Organometallics chemistry of the s- and p-block elements – formation, stability, structures, reactivity and applications.
Organometallic chemistry of d-block metals – simple alkyls and 18 electron rule. Bonding of CO and unsaturated hydrocarbons. Classification of unsaturated hydrocarbon ligands and electron counting. Bonding in transition metal organometallics. Catalytic hydrogenation and other processes. Carbon hydrogen bond activation.
Lanthanide chemistry – stability of oxidation states evaluated by thermochemical cycles. Descriptive chemistry of typical oxidation states. Lanthanide organometallic chemistry, formation and reactivity, zerovalent lanthanide complexes their formation and stability.
Actinide chemistry – radiological properties of the elements and survey of oxidation states including application of reduction potentials to explore the solution properties. Nuclear fuels reprocessing. Challenges in study of transuranic elements. Production and study of post actinide elements.
Practical exercises could include preparative aspects of transition metal organometallics complexes, substitution ferrocene and preparation of cerium(IV) complexes.

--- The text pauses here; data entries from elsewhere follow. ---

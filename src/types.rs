//! Core types for proposal-publish

use serde::{Deserialize, Serialize};

/// Lifecycle stage of a proposal, determined once from its filename
#[derive(Debug, Clone, Copy, PartialEq, Eq, Serialize, Deserialize)]
pub enum Lifecycle {
    /// Filename uses the `xxxx-` placeholder prefix; no discussion exists yet
    Draft,
    /// Filename carries a concrete discussion number prefix
    Numbered,
}

/// Mutable state for one publication run
///
/// Created fresh per invocation and populated monotonically by the workflow
/// stages; never persisted.
#[derive(Debug, Clone)]
pub struct Session {
    /// User-supplied commit reference (symbolic ref or hash)
    pub commit_ref: String,
    /// Resolved full commit hash (refreshed after amends)
    pub commit_hash: String,
    /// When true, no mutation reaches the repository or remote services
    pub dry_run: bool,
    /// Use the generative-text tool for the discussion summary
    pub use_ai: bool,
    /// Repository-relative path of the proposal document
    pub proposal_path: String,
    /// Basename of the proposal document
    pub basename: String,
    /// Classification; `None` until the inspector has run
    pub lifecycle: Option<Lifecycle>,
    /// Discussion number as a decimal string; empty until assigned
    pub discussion_id: String,
    /// Discussion web URL; empty until assigned
    pub discussion_url: String,
    /// Proposal path after renaming (equals `proposal_path` for numbered)
    pub renamed_path: String,
    /// Review change number; empty until submitted
    pub review_id: String,
    /// Review web URL; empty until submitted
    pub review_url: String,
}

impl Session {
    /// Create a session for the given commit reference
    pub fn new(commit_ref: &str, dry_run: bool, use_ai: bool) -> Self {
        Self {
            commit_ref: commit_ref.to_string(),
            commit_hash: String::new(),
            dry_run,
            use_ai,
            proposal_path: String::new(),
            basename: String::new(),
            lifecycle: None,
            discussion_id: String::new(),
            discussion_url: String::new(),
            renamed_path: String::new(),
            review_id: String::new(),
            review_url: String::new(),
        }
    }

    /// Whether the proposal was classified as a draft
    pub fn is_draft(&self) -> bool {
        self.lifecycle == Some(Lifecycle::Draft)
    }

    /// Whether the proposal was classified as numbered
    pub fn is_numbered(&self) -> bool {
        self.lifecycle == Some(Lifecycle::Numbered)
    }
}

/// A hosting-platform discussion
#[derive(Debug, Clone, Serialize, Deserialize)]
pub struct Discussion {
    /// Opaque node id used by update mutations
    pub id: String,
    /// Discussion number
    pub number: u64,
    /// Web URL
    pub url: String,
    /// Body text
    pub body: String,
}

/// A discussion category
#[derive(Debug, Clone, Serialize, Deserialize)]
pub struct DiscussionCategory {
    /// Opaque node id
    pub id: String,
    /// Category display name
    pub name: String,
}

/// Captured output of an external tool invocation
#[derive(Debug, Clone)]
pub struct ToolOutput {
    /// Whether the tool exited zero
    pub success: bool,
    /// Captured stdout
    pub stdout: String,
    /// Captured stderr
    pub stderr: String,
}

impl ToolOutput {
    /// Stdout and stderr joined, for pattern matching across both streams
    pub fn combined(&self) -> String {
        format!("{}\n{}", self.stdout, self.stderr)
    }
}
//! External data sources
//!
//! Both sources are read-only and all-or-nothing: a transport error, a
//! timeout, a non-2xx status or an unparsable body fails the whole call.
//! There are no retries.

use std::collections::HashMap;

use async_trait::async_trait;
use serde::Deserialize;
use serde::de::DeserializeOwned;
use tracing::debug;

use super::error::SourceError;
use super::models::{RateTable, RawCountry};
use crate::config::SourcesConfig;

pub const COUNTRIES_SOURCE: &str = "Countries API";
pub const RATES_SOURCE: &str = "Exchange rates API";

/// Country directory
#[async_trait]
pub trait CountrySource: Send + Sync {
    async fn fetch_countries(&self) -> Result<Vec<RawCountry>, SourceError>;
}

/// Exchange rates against the configured base currency
#[async_trait]
pub trait RateSource: Send + Sync {
    async fn fetch_rates(&self) -> Result<RateTable, SourceError>;
}

/// Body of the rate source; only `rates` is used
#[derive(Deserialize)]
struct RatesResponse {
    #[serde(default)]
    rates: HashMap<String, serde_json::Value>,
}

/// Shared HTTP client with the configured timeout
pub fn build_client(config: &SourcesConfig) -> Result<reqwest::Client, SourceError> {
    reqwest::Client::builder()
        .timeout(config.timeout())
        .build()
        .map_err(|e| SourceError::Transport {
            source_name: COUNTRIES_SOURCE,
            message: format!("Failed to create HTTP client: {}", e),
        })
}

async fn get_json<T: DeserializeOwned>(
    client: &reqwest::Client,
    url: &str,
    source_name: &'static str,
) -> Result<T, SourceError> {
    let transport = |e: reqwest::Error| SourceError::Transport {
        source_name,
        message: if e.is_timeout() {
            "request timed out".to_string()
        } else {
            e.to_string()
        },
    };

    let response = client.get(url).send().await.map_err(transport)?;
    let status = response.status();
    if !status.is_success() {
        return Err(SourceError::Status {
            source_name,
            status: status.as_u16(),
        });
    }

    let body = response.bytes().await.map_err(transport)?;
    debug!(source = source_name, bytes = body.len(), "Fetched upstream payload");

    serde_json::from_slice(&body).map_err(|e| SourceError::Parse {
        source_name,
        message: e.to_string(),
    })
}

/// restcountries.com style directory over HTTP
pub struct HttpCountrySource {
    client: reqwest::Client,
    url: String,
}

impl HttpCountrySource {
    pub fn new(client: reqwest::Client, config: &SourcesConfig) -> Self {
        Self {
            client,
            url: config.countries_url.clone(),
        }
    }
}

#[async_trait]
impl CountrySource for HttpCountrySource {
    async fn fetch_countries(&self) -> Result<Vec<RawCountry>, SourceError> {
        get_json(&self.client, &self.url, COUNTRIES_SOURCE).await
    }
}

/// open.er-api.com style rate feed over HTTP
pub struct HttpRateSource {
    client: reqwest::Client,
    url: String,
}

impl HttpRateSource {
    pub fn new(client: reqwest::Client, config: &SourcesConfig) -> Self {
        Self {
            client,
            url: format!(
                "{}/{}",
                config.rates_url.trim_end_matches('/'),
                config.base_currency
            ),
        }
    }

    pub fn url(&self) -> &str {
        &self.url
    }
}

#[async_trait]
impl RateSource for HttpRateSource {
    async fn fetch_rates(&self) -> Result<RateTable, SourceError> {
        let body: RatesResponse = get_json(&self.client, &self.url, RATES_SOURCE).await?;
        Ok(RateTable::from_values(body.rates))
    }
}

1. Understand the principles of organometallic chemistry of the s, p, d and f-block metals. Knowledge and Understanding

2. Demonstrate an awareness of current developments in the chemistry of the metals through appropriate literature searching
Learning
Analysis
Application

3. Demonstrate an increased level of practical ability in the isolation and analysis of a range of different chemical compounds
SS2

4. Show an advanced level of ability in communication of scientific results
Communication
Analysis,

Each week there will be a 2-hour interactive lecture / seminar during which students will be introduced to core material and develop their understanding through problem-solving exercises undertaken in class = 48 hours
There will be 16 x 3 hour practical sessions during which students will develop their practical and experimental skills through undertaking a number of laboratory-based exercises that also develop the theoretical aspects of the module = 48 hours
The remaining 204 hours of independent study will be used to research background information related to the delivery of the core material and to build the practical portfolio.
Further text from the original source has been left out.